→ **TRY IT**
Look through the material that follows and show every line with the string "debug".

→ **DATA PROVIDED**
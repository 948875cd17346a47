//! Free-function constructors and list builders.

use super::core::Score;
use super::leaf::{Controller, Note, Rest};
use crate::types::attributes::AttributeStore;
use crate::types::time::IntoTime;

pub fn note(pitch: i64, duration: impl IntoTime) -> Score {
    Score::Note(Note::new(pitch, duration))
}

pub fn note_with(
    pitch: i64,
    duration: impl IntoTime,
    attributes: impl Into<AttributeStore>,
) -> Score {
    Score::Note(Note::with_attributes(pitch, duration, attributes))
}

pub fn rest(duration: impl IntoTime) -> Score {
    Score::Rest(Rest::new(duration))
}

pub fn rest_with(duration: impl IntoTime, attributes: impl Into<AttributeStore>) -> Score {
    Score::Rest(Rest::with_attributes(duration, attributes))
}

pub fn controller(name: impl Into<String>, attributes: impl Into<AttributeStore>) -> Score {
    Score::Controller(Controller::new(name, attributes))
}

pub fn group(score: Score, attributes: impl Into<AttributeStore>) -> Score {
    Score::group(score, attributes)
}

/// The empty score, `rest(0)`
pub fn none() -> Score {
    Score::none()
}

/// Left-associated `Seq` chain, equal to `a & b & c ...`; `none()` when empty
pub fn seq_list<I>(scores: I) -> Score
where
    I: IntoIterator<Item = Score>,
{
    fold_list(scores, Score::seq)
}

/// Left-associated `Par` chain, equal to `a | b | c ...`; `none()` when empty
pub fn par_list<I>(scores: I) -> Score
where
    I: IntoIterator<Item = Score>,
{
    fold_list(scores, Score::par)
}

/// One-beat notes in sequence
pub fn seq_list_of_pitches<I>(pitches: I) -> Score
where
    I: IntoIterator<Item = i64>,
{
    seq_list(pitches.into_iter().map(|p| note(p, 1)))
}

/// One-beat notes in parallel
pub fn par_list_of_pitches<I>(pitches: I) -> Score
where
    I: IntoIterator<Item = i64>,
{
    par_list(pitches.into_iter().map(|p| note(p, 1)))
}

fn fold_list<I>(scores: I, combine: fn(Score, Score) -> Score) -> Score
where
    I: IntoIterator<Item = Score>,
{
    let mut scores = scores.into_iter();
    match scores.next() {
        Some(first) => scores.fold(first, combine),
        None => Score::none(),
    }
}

* * *

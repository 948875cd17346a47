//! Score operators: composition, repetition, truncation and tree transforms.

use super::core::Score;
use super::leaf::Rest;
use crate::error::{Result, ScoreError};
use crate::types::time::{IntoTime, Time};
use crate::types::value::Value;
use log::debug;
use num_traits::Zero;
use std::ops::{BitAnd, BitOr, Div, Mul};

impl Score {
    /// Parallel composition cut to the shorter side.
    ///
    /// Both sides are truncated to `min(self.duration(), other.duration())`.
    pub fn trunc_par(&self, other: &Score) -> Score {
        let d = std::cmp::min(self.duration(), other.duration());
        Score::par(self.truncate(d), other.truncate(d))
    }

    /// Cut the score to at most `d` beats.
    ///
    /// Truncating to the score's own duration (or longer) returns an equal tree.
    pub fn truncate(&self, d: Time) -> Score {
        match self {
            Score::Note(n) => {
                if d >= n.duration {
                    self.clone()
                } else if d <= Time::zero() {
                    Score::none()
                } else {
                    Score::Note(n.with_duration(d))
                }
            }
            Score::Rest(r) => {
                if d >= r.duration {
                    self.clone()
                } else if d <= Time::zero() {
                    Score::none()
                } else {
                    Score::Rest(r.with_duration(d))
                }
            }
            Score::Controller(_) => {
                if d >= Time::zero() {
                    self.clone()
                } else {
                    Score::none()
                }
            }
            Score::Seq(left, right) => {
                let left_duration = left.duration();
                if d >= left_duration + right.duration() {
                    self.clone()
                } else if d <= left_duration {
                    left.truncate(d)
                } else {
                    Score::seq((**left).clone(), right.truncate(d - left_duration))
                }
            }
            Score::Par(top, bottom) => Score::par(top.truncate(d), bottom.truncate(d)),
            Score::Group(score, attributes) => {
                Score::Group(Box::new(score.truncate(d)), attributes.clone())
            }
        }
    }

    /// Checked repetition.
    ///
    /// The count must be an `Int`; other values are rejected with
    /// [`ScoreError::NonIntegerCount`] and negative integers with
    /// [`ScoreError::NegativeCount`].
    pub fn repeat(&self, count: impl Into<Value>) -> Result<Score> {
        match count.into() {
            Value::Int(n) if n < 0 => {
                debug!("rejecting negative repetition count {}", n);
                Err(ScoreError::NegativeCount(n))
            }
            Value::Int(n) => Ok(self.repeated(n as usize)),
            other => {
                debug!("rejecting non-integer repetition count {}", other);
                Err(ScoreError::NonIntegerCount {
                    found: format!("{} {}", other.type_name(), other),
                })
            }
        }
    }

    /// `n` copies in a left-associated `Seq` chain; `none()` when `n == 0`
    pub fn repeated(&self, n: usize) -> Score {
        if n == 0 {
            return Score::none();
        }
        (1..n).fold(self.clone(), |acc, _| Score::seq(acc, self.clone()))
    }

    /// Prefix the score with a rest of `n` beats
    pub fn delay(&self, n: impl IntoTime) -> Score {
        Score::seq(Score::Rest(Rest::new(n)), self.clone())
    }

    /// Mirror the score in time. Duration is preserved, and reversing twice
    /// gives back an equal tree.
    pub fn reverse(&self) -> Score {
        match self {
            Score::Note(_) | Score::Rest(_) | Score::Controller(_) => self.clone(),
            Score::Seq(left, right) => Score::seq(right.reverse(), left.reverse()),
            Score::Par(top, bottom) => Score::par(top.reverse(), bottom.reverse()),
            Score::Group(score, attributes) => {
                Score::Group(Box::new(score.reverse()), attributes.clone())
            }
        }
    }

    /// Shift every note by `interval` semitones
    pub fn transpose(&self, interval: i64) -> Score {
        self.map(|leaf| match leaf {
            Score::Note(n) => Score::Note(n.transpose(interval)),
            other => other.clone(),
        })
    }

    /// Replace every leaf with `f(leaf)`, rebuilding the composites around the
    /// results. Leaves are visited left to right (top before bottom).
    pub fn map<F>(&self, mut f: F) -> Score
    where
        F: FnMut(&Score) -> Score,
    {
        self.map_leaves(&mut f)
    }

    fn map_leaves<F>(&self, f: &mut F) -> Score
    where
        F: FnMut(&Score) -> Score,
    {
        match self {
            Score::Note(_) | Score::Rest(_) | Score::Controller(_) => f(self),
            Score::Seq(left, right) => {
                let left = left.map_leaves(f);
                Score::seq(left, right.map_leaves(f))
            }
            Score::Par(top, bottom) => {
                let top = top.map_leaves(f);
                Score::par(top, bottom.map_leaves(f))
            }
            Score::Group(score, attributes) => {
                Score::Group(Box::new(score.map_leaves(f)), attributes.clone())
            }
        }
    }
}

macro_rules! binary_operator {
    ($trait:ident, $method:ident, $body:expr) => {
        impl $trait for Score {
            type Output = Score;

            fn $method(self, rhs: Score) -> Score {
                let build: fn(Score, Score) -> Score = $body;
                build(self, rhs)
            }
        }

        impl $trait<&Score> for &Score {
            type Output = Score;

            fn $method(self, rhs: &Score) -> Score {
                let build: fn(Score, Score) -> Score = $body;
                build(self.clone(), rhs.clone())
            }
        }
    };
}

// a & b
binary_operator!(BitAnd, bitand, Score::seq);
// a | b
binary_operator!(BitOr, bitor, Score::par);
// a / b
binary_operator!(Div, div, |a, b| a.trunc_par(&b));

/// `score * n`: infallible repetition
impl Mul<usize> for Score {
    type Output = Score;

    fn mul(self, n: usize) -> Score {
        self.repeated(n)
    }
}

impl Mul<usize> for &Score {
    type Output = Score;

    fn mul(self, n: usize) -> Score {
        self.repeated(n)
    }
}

→ **FINISHED EXERCISE**
use log::debug;
                debug!("rejecting negative repetition count {}", n);
                debug!("rejecting non-integer repetition count {}", other);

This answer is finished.